Stored data entries:
::::::::::
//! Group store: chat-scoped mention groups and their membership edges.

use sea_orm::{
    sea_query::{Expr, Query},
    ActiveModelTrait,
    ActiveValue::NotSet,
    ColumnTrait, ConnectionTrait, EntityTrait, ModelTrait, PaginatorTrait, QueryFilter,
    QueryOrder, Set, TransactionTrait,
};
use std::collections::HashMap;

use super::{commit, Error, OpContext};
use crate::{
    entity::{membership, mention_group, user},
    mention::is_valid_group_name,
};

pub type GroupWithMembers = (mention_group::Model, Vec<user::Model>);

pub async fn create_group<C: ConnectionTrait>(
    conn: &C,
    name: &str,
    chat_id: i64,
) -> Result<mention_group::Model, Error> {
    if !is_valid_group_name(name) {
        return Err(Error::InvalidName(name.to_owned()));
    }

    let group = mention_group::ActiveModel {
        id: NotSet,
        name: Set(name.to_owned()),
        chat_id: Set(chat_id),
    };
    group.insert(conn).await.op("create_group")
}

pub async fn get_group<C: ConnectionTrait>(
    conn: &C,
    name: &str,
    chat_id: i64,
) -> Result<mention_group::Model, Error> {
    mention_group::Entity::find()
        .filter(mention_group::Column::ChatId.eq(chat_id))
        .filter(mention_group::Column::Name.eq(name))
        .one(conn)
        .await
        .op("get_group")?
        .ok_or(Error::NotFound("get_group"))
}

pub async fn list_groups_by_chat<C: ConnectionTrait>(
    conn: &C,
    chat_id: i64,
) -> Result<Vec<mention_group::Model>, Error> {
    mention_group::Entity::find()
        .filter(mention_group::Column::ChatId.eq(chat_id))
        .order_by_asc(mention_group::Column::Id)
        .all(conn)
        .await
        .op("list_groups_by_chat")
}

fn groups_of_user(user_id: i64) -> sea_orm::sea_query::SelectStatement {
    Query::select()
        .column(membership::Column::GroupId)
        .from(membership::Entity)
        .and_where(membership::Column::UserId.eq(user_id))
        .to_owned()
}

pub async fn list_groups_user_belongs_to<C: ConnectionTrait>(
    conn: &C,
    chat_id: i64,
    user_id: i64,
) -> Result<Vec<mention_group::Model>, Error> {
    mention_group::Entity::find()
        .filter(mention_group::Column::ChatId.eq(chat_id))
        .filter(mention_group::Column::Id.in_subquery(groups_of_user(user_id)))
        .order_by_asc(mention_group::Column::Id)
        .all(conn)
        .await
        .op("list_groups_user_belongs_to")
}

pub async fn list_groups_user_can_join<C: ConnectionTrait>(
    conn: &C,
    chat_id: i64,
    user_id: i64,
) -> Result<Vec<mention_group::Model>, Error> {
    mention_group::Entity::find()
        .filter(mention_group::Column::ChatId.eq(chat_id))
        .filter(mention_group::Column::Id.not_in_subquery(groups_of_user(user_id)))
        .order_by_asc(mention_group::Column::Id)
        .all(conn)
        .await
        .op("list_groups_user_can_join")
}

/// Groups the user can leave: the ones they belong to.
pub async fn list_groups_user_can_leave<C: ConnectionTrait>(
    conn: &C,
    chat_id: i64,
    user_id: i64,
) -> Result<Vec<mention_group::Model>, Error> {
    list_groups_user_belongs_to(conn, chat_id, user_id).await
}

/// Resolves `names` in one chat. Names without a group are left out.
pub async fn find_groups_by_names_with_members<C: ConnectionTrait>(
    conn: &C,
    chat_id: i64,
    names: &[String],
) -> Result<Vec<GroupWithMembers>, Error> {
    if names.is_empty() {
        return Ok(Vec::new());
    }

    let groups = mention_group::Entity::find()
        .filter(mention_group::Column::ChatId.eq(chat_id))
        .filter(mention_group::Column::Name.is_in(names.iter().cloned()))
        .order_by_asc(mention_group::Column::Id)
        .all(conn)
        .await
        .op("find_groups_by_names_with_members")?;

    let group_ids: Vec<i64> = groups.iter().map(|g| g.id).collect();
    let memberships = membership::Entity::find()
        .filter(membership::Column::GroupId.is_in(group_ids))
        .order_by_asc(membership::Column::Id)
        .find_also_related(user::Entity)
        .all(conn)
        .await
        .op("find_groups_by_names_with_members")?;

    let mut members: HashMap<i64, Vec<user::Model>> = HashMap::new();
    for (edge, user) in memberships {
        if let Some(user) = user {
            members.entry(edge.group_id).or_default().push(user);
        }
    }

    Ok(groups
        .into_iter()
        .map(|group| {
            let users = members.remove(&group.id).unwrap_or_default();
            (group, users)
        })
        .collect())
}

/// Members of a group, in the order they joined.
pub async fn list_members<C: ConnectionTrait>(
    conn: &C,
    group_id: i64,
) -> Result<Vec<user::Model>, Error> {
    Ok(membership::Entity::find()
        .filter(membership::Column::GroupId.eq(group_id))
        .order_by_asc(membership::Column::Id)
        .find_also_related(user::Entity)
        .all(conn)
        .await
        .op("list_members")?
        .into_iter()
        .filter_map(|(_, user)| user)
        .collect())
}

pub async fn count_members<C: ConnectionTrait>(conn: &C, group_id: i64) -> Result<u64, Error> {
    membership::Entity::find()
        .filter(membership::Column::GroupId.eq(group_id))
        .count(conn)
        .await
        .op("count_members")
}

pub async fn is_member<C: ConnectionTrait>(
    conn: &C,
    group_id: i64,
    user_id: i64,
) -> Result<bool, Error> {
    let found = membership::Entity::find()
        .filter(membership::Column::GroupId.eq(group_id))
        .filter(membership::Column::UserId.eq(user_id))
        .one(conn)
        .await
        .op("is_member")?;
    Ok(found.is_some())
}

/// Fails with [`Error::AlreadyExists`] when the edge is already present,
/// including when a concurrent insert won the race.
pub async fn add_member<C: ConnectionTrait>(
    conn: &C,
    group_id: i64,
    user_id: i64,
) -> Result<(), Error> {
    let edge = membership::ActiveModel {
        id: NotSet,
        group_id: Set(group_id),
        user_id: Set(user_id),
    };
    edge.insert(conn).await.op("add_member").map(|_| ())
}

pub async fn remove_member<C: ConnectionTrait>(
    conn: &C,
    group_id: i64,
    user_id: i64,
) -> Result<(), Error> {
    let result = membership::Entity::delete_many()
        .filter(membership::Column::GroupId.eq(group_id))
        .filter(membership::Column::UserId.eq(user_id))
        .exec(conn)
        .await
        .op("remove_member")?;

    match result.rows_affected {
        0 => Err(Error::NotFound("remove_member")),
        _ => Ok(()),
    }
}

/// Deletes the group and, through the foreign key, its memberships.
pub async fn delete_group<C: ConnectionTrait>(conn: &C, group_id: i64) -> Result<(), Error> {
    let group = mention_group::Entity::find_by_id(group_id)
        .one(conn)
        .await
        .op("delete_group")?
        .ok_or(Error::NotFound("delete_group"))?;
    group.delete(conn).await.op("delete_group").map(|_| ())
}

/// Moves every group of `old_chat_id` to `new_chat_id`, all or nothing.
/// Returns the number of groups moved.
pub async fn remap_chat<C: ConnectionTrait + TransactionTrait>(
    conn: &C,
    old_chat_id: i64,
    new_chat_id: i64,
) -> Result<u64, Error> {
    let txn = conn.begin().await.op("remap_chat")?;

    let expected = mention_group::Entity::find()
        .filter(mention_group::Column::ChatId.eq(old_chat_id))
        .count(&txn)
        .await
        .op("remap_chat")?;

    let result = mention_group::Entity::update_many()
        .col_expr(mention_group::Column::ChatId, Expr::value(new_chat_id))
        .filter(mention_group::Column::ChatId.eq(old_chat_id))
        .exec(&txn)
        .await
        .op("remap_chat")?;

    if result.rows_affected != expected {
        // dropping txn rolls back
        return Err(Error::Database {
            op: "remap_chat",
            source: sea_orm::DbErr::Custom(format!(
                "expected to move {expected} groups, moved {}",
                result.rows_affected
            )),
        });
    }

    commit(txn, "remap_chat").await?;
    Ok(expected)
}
::::::::::
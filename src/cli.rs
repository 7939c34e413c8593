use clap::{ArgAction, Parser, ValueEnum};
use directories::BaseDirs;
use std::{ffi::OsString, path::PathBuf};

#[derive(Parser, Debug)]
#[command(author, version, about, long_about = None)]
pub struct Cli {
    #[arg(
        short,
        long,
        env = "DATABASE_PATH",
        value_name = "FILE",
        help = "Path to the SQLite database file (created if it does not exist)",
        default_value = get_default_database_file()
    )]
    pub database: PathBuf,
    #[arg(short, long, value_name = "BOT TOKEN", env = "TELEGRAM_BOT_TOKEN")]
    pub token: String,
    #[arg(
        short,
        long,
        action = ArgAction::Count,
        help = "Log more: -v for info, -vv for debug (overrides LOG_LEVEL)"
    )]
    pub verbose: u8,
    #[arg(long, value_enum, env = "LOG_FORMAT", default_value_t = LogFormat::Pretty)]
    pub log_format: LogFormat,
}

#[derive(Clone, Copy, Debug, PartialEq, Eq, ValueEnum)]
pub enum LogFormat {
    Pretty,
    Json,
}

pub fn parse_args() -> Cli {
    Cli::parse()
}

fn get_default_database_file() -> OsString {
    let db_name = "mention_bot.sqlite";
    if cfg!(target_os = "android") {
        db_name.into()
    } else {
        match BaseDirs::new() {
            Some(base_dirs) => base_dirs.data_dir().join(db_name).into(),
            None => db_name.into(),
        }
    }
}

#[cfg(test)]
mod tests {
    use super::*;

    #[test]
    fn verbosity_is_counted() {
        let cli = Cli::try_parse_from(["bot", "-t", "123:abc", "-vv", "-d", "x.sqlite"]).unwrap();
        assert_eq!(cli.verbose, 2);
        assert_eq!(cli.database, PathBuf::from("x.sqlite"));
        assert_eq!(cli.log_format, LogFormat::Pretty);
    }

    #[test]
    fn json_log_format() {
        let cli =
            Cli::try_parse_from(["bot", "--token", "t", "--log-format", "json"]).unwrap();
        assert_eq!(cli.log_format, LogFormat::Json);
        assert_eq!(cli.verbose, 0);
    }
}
::::::::::
Pull out every line above that holds the word "memberships".

    let memberships = membership::Entity::find()
    for (edge, user) in memberships {
/// Deletes the group and, through the foreign key, its memberships.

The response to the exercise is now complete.